Luca was still alive, according to Sara, but that was really no better than if Aaron had killed him outright.

Who else could he hurt? Sara? Abby herself?

Their children?

One of her co-workers at home was stuck in an abusive marriage, one that forced her to come to work from time to time with bruises on her arms, her face, her legs. On one occasion, Abby had seen the woman with a badly cut lip that she claimed was the result of tripping on the stairs. The thing was, Abby had met the woman’s husband at the company holiday party and had thought he was very charming and funny. For all that she’d tried not to think anything positive about him, he seemed like a nice guy, one she might enjoy being friends with.

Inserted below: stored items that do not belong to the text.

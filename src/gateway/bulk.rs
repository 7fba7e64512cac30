//! Bulk offers: personalized, paced, quota-limited sends that hold the transport.

use super::Gateway;
use chrono::{Local, NaiveDate, TimeZone, Utc};
use outreach_core::{
    config::BulkConfig, context::Role, error::OutreachError, message::OutgoingMessage, Contact,
};
use outreach_memory::DeliveryKind;
use rand::Rng;
use serde::Deserialize;
use std::path::PathBuf;
use std::sync::atomic::{AtomicUsize, Ordering};
use std::sync::PoisonError;
use std::time::Duration;
use tracing::{info, warn};

/// One row of a bulk send.
#[derive(Debug, Clone, PartialEq, Eq, Deserialize)]
pub struct BulkRecipient {
    /// Raw phone string as given (CSV, CLI, API).
    pub phone: String,
    #[serde(default)]
    pub name: Option<String>,
    /// Fills `{custom_message}` in the template.
    #[serde(default)]
    pub custom_message: Option<String>,
}

impl BulkRecipient {
    pub fn new(phone: impl Into<String>) -> Self {
        Self {
            phone: phone.into(),
            name: None,
            custom_message: None,
        }
    }
}

/// Per-recipient result of a bulk send.
#[derive(Debug, Clone, PartialEq, Eq)]
pub enum BulkOutcome {
    Sent,
    Failed(String),
    Skipped(String),
}

#[derive(Debug, Clone, Default, PartialEq, Eq)]
pub struct BulkReport {
    pub sent: usize,
    pub failed: usize,
    pub skipped: usize,
    /// `(raw phone, outcome)` in input order.
    pub results: Vec<(String, BulkOutcome)>,
}

impl BulkReport {
    fn record(&mut self, phone: &str, outcome: BulkOutcome) {
        match outcome {
            BulkOutcome::Sent => self.sent += 1,
            BulkOutcome::Failed(_) => self.failed += 1,
            BulkOutcome::Skipped(_) => self.skipped += 1,
        }
        self.results.push((phone.to_string(), outcome));
    }
}

/// Successful sends allowed per local calendar day.
#[derive(Debug)]
pub(crate) struct DailyQuota {
    day: NaiveDate,
    sent: u32,
    limit: u32,
}

impl DailyQuota {
    pub fn new(limit: u32, today: NaiveDate) -> Self {
        Self {
            day: today,
            sent: 0,
            limit,
        }
    }

    fn roll(&mut self, today: NaiveDate) {
        if today != self.day {
            self.day = today;
            self.sent = 0;
        }
    }

    pub fn remaining(&mut self, today: NaiveDate) -> u32 {
        self.roll(today);
        self.limit.saturating_sub(self.sent)
    }

    pub fn record(&mut self, today: NaiveDate) {
        self.roll(today);
        self.sent += 1;
    }

    /// Seed today's count, e.g. from the delivery log after a restart.
    pub fn restore(&mut self, today: NaiveDate, sent: u32) {
        self.day = today;
        self.sent = sent;
    }
}

/// Waits between bulk sends.
///
/// Each range is inclusive. After every `long_break_every` sends the wait is a
/// long break, else after every `short_break_every` sends a short one, else
/// the base delay. A random extra pause may follow any of them. An `*_every`
/// of 0 never triggers.
#[derive(Debug, Clone, PartialEq)]
pub struct Pacing {
    pub delay: (Duration, Duration),
    pub short_break_every: usize,
    pub short_break: (Duration, Duration),
    pub long_break_every: usize,
    pub long_break: (Duration, Duration),
    pub random_pause_chance: f64,
    pub random_pause: (Duration, Duration),
}

fn secs(lo: u64, hi: u64) -> (Duration, Duration) {
    (Duration::from_secs(lo), Duration::from_secs(hi))
}

impl Pacing {
    pub fn from_config(bulk: &BulkConfig) -> Self {
        Self {
            delay: secs(bulk.min_delay_secs, bulk.max_delay_secs),
            short_break_every: bulk.short_break_every,
            short_break: secs(bulk.short_break_min_secs, bulk.short_break_max_secs),
            long_break_every: bulk.long_break_every,
            long_break: secs(bulk.long_break_min_secs, bulk.long_break_max_secs),
            random_pause_chance: bulk.random_pause_chance,
            random_pause: secs(bulk.random_pause_min_secs, bulk.random_pause_max_secs),
        }
    }

    /// No waiting at all.
    pub fn none() -> Self {
        Self {
            delay: secs(0, 0),
            short_break_every: 0,
            short_break: secs(0, 0),
            long_break_every: 0,
            long_break: secs(0, 0),
            random_pause_chance: 0.0,
            random_pause: secs(0, 0),
        }
    }

    /// The wait before the next send, after `attempted` sends so far.
    pub fn pause_before<R: Rng>(&self, attempted: usize, rng: &mut R) -> Duration {
        let every = |n: usize| n > 0 && attempted > 0 && attempted % n == 0;
        let range = if every(self.long_break_every) {
            self.long_break
        } else if every(self.short_break_every) {
            self.short_break
        } else {
            self.delay
        };
        let mut wait = pick(range, rng);
        if self.random_pause_chance > 0.0 && rng.gen::<f64>() < self.random_pause_chance {
            wait += pick(self.random_pause, rng);
        }
        wait
    }
}

fn pick<R: Rng>((lo, hi): (Duration, Duration), rng: &mut R) -> Duration {
    let lo = lo.as_millis() as u64;
    let hi = (hi.as_millis() as u64).max(lo);
    Duration::from_millis(rng.gen_range(lo..=hi))
}

/// Holds the bulk gate open until dropped.
struct GateGuard<'a>(&'a AtomicUsize);

impl<'a> GateGuard<'a> {
    fn acquire(gate: &'a AtomicUsize) -> Self {
        gate.fetch_add(1, Ordering::SeqCst);
        Self(gate)
    }
}

impl Drop for GateGuard<'_> {
    fn drop(&mut self) {
        self.0.fetch_sub(1, Ordering::SeqCst);
    }
}

const NAME_PLACEHOLDER: &str = "{name}";
const CUSTOM_PLACEHOLDER: &str = "{custom_message}";

/// Fill a message template for one recipient.
///
/// `{phone}` becomes the canonical number. `{name}` becomes the name; with no
/// name the placeholder is removed and the spaces around it collapse
/// ("Hi {name}, welcome" → "Hi, welcome"). `{custom_message}` is filled
/// last; without one, the blank lines it leaves behind are squeezed.
pub fn personalize(
    template: &str,
    name: Option<&str>,
    phone: &str,
    custom_message: Option<&str>,
) -> String {
    let text = fill_name(&template.replace("{phone}", phone), name);
    match custom_message.map(str::trim).filter(|c| !c.is_empty()) {
        Some(custom) => text.replace(CUSTOM_PLACEHOLDER, custom),
        None if text.contains(CUSTOM_PLACEHOLDER) => {
            squeeze_blank_lines(&text.replace(CUSTOM_PLACEHOLDER, ""))
        }
        None => text,
    }
}

/// At most one empty line in a row, none at the end.
fn squeeze_blank_lines(text: &str) -> String {
    let mut out: Vec<&str> = Vec::new();
    for line in text.lines().map(str::trim_end) {
        if line.is_empty() && out.last().is_some_and(|l| l.is_empty()) {
            continue;
        }
        out.push(line);
    }
    out.join("\n").trim_end().to_string()
}

fn fill_name(text: &str, name: Option<&str>) -> String {
    if let Some(name) = name.map(str::trim).filter(|n| !n.is_empty()) {
        return text.replace(NAME_PLACEHOLDER, name);
    }

    let mut text = text.to_string();
    while let Some(start) = text.find(NAME_PLACEHOLDER) {
        let end = start + NAME_PLACEHOLDER.len();
        let gap_start = text[..start].trim_end_matches([' ', '\t']).len();
        let gap_end = text.len() - text[end..].trim_start_matches([' ', '\t']).len();
        let next = text[gap_end..].chars().next();
        let prev = text[..gap_start].chars().next_back();
        let joiner = match (prev, next) {
            (None, _) | (_, None) => "",
            (Some('\n'), _) | (_, Some('\n')) => "",
            (_, Some(c)) if c.is_ascii_punctuation() || c == '،' => "",
            _ => " ",
        };
        text.replace_range(gap_start..gap_end, joiner);
    }
    text
}

impl Gateway {
    /// Seed today's quota from the delivery log so a restart does not reset it.
    pub async fn restore_quota(&self) -> Result<u32, OutreachError> {
        let today = Local::now().date_naive();
        let midnight = today
            .and_hms_opt(0, 0, 0)
            .and_then(|t| Local.from_local_datetime(&t).earliest())
            .map(|t| t.with_timezone(&Utc))
            .ok_or_else(|| OutreachError::Config("cannot resolve local midnight".into()))?;

        let sent = self.deliveries.offers_sent_since(midnight).await?;
        self.quota
            .lock()
            .unwrap_or_else(PoisonError::into_inner)
            .restore(today, sent);
        info!(
            "daily quota: {sent}/{} already sent today",
            self.settings.daily_limit
        );
        Ok(sent)
    }

    fn quota_remaining(&self) -> u32 {
        self.quota
            .lock()
            .unwrap_or_else(PoisonError::into_inner)
            .remaining(Local::now().date_naive())
    }

    fn quota_record(&self) {
        self.quota
            .lock()
            .unwrap_or_else(PoisonError::into_inner)
            .record(Local::now().date_naive());
    }

    /// Pause before the next bulk send.
    async fn pace(&self, attempted: usize) {
        let delay = self
            .settings
            .pacing
            .pause_before(attempted, &mut rand::thread_rng());
        if !delay.is_zero() {
            info!("bulk: waiting {}s after {attempted} sends", delay.as_secs());
            tokio::time::sleep(delay).await;
        }
    }

    /// After a successful offer: start monitoring the contact with the offer as
    /// its first assistant turn, or append the offer if already monitored.
    ///
    /// The caller must hold the transport lock.
    async fn track_offer(&self, contact: &Contact, text: &str) {
        {
            let mut state = self.state.lock().await;
            if state.is_monitored(contact) {
                state.conversations.append(contact, Role::Assistant, text);
                return;
            }
        }
        self.enroll(contact, Some(text)).await;
    }

    /// Send one offer, pacing first when `attempted` sends came before it.
    /// Caller holds the gate and the transport lock.
    async fn send_offer(
        &self,
        recipient: &BulkRecipient,
        template: &str,
        attachments: &[PathBuf],
        attempted: usize,
    ) -> (BulkOutcome, bool) {
        let contact = match self.normalize(&recipient.phone) {
            Ok(contact) => contact,
            Err(e) => return (BulkOutcome::Failed(e.to_string()), false),
        };
        if self.quota_remaining() == 0 {
            return (
                BulkOutcome::Skipped(format!(
                    "daily limit of {} reached",
                    self.settings.daily_limit
                )),
                false,
            );
        }

        if attempted > 0 {
            self.pace(attempted).await;
        }
        let message = OutgoingMessage {
            text: personalize(
                template,
                recipient.name.as_deref(),
                contact.as_str(),
                recipient.custom_message.as_deref(),
            ),
            attachments: attachments.to_vec(),
        };
        match self.deliver(&contact, &message, DeliveryKind::Offer).await {
            Ok(()) => {
                self.quota_record();
                self.track_offer(&contact, &message.text).await;
                (BulkOutcome::Sent, true)
            }
            Err(e) => (BulkOutcome::Failed(e.to_string()), true),
        }
    }

    /// Send a personalized offer to every recipient.
    ///
    /// Holds the bulk gate and the transport for the whole run, so the
    /// monitoring loop does not poll meanwhile. Failures never stop the run.
    pub async fn send_bulk(
        &self,
        recipients: &[BulkRecipient],
        template: &str,
        attachments: &[PathBuf],
    ) -> BulkReport {
        let _gate = GateGuard::acquire(&self.bulk_gate);
        let _transport = self.transport_lock.lock().await;
        info!(
            "bulk: sending to {} recipients ({} attachments)",
            recipients.len(),
            attachments.len()
        );

        let mut report = BulkReport::default();
        let mut attempted = 0;
        for recipient in recipients {
            let (outcome, tried) = self
                .send_offer(recipient, template, attachments, attempted)
                .await;
            attempted += usize::from(tried);
            if let BulkOutcome::Failed(reason) | BulkOutcome::Skipped(reason) = &outcome {
                warn!("bulk: {} not sent: {reason}", recipient.phone);
            }
            report.record(&recipient.phone, outcome);
        }

        info!(
            "bulk: done | sent: {} | failed: {} | skipped: {}",
            report.sent, report.failed, report.skipped
        );
        report
    }

    /// Send a single message. Gated and quota-checked like a bulk send.
    pub async fn send_message(&self, raw: &str, text: &str, attachments: &[PathBuf]) -> bool {
        let _gate = GateGuard::acquire(&self.bulk_gate);
        let _transport = self.transport_lock.lock().await;
        let (outcome, _) = self
            .send_offer(&BulkRecipient::new(raw), text, attachments, 0)
            .await;
        match outcome {
            BulkOutcome::Sent => true,
            BulkOutcome::Failed(reason) | BulkOutcome::Skipped(reason) => {
                warn!("send to {raw} not completed: {reason}");
                false
            }
        }
    }
}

Remembering him made her stomach turn.

Could she do that to herself? Stay here with Aaron knowing that he was capable of hurting even a member of his own family, someone he was supposed to love? And just because of an argument?

The flowers around her looked different this time. Darker, smaller. The mist in the distance looked like a cold March fog.

“Abby.”

She didn’t turn toward the sound of his voice. She kept her back to it, and wrapped her arms around herself.

“Abby, what’s wrong?”

“They locked you up. That’s what’s wrong,” she said without turning.

“I’m all right. It’s just a room. We’ll get this straightened out. Don’t worry. It’s going to be all right.”

“Is it?”

“It will. My father won’t let this happen.”

“Is he protecting the family name?”

Aaron was silent for a moment. She could sense him there, though, not far from her, watching her. She wondered if she could make him go away simply by wanting it to happen, but when she tried thinking
GO AWAY!
as loudly as she could, that didn’t happen. He was still there behind her… but the emotion drifting her way had changed. He seemed to feel sad. Disappointed.

“You can’t believe them,” he told her quietly. “You know better.”

“Do I?”

“Of course you do. Everything we have–”

Finally, she turned to face him. “I’ve only known you for a few days. That’s not anywhere near long enough to really know someone. These people have all known you a lot longer than I have. Why shouldn’t I believe what they’re saying? Why shouldn’t I at least consider it?”

“Because you
know
me, Abby.”

He looked as if his heart was close to breaking.

She half-expected that to change to anger, that he’d lash out at her for not taking his side. Her co-worker had confided in a few people that her husband had a hair trigger, that the smallest thing could set him off, particularly if he felt betrayed or embarrassed.

Abby waited, almost holding her breath, but Aaron’s expression didn’t change, nor did the emotion spilling out of him.

“You know me,” he whispered.

She tried to turn away again, but she couldn’t; her heart wouldn’t let her. As foolish as it seemed, she felt as if she
did
know him. Maybe not the small things they hadn’t experienced yet, or talked about—Did he like children? Did he want a lot of them? What were his favorite foods, when he wasn’t at the mercy of his Separation? Who were his best friends?—but she knew what kind of man he was. What he was capable of, and what he wasn’t.

“Come back with me,” she blurted.

He frowned and moved his head a little, as if he meant to shake it.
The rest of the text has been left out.